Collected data
------------------------------------------------------------

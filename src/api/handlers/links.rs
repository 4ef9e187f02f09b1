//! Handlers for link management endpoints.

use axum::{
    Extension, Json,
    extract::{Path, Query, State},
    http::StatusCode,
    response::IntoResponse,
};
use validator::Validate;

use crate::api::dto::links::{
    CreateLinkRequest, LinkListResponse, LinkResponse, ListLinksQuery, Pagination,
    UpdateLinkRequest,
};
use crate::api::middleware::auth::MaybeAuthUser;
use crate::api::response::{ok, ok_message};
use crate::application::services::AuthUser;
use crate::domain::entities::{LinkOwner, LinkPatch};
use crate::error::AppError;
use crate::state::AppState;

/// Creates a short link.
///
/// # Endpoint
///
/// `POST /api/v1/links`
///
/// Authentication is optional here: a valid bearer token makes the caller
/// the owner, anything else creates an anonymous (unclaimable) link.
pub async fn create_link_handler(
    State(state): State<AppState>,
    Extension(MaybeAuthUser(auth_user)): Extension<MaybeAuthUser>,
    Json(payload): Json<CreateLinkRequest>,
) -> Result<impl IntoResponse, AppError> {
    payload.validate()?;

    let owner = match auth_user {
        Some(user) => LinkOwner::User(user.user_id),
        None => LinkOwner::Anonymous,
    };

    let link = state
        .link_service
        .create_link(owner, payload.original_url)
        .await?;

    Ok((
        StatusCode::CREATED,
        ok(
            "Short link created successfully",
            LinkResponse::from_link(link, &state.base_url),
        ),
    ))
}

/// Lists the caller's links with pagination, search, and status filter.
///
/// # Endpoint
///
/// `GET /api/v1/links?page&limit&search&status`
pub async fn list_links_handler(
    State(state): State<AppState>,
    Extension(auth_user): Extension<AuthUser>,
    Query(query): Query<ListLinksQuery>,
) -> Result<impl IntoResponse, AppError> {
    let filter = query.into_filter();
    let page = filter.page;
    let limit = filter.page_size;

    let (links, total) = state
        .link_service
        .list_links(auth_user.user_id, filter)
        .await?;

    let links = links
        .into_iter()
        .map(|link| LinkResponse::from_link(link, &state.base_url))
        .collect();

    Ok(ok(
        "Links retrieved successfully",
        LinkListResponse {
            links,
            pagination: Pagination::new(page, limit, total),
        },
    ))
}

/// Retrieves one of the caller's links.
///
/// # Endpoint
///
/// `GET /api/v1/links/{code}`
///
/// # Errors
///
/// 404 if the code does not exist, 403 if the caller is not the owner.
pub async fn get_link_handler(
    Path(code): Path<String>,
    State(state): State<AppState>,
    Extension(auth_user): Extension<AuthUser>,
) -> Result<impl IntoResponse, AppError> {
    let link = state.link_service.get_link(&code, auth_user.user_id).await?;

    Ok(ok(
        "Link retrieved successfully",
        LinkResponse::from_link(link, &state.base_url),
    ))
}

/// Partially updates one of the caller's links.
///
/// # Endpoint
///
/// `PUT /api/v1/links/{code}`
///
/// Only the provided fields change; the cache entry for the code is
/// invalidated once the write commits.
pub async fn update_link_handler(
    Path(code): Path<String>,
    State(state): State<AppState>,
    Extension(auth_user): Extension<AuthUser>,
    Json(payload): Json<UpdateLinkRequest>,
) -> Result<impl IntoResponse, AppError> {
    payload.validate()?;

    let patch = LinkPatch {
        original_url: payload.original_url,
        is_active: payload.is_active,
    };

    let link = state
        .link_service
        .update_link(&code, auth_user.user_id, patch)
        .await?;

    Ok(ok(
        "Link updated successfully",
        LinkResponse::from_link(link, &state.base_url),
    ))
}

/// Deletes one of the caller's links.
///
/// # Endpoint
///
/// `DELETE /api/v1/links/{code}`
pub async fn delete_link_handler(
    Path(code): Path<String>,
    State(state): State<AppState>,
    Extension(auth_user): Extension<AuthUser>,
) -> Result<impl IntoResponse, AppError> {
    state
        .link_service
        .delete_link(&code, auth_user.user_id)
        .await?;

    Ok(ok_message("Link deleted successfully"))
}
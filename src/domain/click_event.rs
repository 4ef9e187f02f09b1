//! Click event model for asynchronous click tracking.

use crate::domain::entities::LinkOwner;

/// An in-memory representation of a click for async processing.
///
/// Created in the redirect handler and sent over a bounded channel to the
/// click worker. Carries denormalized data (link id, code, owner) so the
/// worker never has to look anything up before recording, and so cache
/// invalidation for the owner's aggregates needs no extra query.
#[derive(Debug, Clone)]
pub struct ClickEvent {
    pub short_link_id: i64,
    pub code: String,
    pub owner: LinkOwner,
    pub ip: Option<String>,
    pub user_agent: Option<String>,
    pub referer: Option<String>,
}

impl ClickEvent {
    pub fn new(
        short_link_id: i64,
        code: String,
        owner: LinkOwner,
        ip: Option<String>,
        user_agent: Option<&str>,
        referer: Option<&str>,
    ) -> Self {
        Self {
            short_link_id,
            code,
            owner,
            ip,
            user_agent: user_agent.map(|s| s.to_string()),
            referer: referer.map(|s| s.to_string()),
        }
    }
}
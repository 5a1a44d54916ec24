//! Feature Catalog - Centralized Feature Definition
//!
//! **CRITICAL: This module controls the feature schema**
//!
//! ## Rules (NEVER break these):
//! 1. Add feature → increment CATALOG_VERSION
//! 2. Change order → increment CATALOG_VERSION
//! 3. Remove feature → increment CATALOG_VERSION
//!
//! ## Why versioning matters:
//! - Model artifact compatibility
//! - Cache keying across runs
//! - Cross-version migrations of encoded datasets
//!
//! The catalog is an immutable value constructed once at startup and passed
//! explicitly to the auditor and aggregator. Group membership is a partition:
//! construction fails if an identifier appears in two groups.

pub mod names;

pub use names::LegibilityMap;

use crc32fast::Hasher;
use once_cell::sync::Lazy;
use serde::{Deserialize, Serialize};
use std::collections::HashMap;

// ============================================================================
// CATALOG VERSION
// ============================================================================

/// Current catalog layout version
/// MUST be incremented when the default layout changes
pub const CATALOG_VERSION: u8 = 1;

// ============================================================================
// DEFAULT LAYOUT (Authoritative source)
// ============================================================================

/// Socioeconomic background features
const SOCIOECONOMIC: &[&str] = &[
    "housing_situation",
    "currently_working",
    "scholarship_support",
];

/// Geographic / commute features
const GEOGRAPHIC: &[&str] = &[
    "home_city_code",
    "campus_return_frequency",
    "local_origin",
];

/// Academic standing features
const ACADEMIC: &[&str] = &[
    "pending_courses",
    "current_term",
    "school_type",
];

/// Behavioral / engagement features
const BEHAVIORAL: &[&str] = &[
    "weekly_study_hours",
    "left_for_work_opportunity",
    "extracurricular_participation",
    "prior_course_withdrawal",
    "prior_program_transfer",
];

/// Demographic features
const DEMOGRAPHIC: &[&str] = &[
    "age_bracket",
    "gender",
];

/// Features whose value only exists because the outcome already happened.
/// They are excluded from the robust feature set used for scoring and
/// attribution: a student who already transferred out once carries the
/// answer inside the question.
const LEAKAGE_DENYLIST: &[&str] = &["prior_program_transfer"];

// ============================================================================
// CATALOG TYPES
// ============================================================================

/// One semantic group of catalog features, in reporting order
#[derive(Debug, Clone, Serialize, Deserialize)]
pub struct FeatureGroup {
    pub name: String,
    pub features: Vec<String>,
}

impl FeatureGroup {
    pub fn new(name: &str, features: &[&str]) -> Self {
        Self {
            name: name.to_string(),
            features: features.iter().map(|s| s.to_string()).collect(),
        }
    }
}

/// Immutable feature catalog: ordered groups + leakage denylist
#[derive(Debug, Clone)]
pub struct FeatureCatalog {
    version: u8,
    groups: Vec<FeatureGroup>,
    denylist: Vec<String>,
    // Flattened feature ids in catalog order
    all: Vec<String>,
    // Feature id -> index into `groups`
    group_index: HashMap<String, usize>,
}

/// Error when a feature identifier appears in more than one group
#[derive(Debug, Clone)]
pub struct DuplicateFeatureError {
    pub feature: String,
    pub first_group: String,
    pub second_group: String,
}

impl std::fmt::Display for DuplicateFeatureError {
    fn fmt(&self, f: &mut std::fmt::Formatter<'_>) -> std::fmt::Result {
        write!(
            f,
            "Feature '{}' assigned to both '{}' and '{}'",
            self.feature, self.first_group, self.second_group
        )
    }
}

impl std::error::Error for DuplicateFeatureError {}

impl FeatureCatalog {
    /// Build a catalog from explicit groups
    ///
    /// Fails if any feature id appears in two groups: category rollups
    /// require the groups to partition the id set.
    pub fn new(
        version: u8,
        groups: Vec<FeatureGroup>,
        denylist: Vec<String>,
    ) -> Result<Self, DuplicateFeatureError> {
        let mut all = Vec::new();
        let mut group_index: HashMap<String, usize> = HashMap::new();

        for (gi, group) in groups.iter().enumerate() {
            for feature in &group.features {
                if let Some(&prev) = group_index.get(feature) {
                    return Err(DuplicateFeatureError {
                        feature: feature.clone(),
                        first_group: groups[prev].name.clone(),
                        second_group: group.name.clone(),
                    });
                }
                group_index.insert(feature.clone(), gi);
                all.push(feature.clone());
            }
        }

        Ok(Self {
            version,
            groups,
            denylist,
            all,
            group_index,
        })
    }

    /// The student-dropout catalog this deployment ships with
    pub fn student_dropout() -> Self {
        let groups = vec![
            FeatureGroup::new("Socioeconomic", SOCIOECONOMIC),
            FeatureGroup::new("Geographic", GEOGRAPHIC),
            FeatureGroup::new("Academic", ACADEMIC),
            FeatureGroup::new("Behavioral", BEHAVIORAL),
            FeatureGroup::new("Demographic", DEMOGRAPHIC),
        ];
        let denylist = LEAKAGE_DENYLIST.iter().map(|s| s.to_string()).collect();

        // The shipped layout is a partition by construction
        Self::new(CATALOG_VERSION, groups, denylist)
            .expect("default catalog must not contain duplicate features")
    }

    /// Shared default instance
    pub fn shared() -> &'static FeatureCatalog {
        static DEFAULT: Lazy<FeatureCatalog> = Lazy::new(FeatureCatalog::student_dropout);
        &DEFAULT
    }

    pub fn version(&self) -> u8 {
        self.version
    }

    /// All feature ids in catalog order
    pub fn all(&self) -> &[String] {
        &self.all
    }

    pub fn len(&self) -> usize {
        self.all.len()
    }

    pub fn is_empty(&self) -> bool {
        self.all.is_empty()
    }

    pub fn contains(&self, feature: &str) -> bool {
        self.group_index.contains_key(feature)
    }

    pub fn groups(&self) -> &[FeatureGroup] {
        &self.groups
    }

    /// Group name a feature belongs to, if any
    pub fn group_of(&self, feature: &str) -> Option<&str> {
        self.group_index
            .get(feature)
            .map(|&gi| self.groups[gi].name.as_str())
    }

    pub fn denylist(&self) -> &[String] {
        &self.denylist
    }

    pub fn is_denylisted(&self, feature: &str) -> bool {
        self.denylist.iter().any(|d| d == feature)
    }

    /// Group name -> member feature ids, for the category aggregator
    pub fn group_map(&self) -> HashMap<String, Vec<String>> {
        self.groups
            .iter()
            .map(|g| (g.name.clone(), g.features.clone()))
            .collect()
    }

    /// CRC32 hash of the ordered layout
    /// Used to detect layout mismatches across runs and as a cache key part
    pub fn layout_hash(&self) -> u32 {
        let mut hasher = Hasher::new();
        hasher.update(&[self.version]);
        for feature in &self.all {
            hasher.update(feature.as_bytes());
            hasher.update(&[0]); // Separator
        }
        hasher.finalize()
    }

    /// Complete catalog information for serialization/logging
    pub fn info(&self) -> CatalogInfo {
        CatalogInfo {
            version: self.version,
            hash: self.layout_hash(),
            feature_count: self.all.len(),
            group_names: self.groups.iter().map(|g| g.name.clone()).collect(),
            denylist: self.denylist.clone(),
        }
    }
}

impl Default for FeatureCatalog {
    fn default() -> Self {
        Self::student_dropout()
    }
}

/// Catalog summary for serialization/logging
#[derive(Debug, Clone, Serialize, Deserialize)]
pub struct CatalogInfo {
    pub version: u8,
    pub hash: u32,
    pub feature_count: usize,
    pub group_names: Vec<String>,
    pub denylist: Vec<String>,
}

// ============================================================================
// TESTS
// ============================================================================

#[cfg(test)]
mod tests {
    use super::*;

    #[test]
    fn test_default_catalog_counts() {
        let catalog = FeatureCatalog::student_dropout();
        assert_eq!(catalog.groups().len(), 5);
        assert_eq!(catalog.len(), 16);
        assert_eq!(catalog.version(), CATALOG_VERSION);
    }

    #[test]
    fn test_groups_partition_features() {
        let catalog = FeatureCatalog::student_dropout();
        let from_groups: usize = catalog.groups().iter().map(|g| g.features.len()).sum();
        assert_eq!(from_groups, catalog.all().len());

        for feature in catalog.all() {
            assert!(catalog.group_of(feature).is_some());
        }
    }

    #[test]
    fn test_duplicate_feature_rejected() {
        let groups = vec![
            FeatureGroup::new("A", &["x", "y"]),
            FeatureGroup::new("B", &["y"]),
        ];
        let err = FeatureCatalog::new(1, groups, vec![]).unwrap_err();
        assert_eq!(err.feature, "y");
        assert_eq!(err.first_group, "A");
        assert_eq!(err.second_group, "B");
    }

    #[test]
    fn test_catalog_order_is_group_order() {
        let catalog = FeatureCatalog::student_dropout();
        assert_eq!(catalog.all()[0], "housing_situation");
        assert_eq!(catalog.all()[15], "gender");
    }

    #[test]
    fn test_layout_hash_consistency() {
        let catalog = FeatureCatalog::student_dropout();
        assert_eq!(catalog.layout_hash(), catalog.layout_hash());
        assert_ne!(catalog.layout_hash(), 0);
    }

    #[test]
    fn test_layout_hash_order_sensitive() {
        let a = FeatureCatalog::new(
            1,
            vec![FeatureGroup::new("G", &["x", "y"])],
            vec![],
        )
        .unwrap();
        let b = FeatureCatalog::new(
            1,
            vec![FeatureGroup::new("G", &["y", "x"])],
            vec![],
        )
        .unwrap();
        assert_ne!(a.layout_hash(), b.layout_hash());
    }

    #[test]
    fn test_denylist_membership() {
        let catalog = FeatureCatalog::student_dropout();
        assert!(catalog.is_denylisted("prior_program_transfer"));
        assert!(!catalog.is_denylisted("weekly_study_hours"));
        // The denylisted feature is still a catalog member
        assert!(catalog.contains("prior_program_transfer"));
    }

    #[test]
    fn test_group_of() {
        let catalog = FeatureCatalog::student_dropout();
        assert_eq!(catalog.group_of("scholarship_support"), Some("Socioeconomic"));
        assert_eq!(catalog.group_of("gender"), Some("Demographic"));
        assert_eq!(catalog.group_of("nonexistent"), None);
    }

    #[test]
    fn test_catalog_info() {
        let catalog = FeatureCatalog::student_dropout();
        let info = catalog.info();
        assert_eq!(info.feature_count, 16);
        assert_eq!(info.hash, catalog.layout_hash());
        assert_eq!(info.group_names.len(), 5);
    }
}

------------------------------------------------------------

Search the data above for "HashMap" and copy every line where it turns up.

use std::collections::HashMap;
    group_index: HashMap<String, usize>,
        let mut group_index: HashMap<String, usize> = HashMap::new();
    pub fn group_map(&self) -> HashMap<String, Vec<String>> {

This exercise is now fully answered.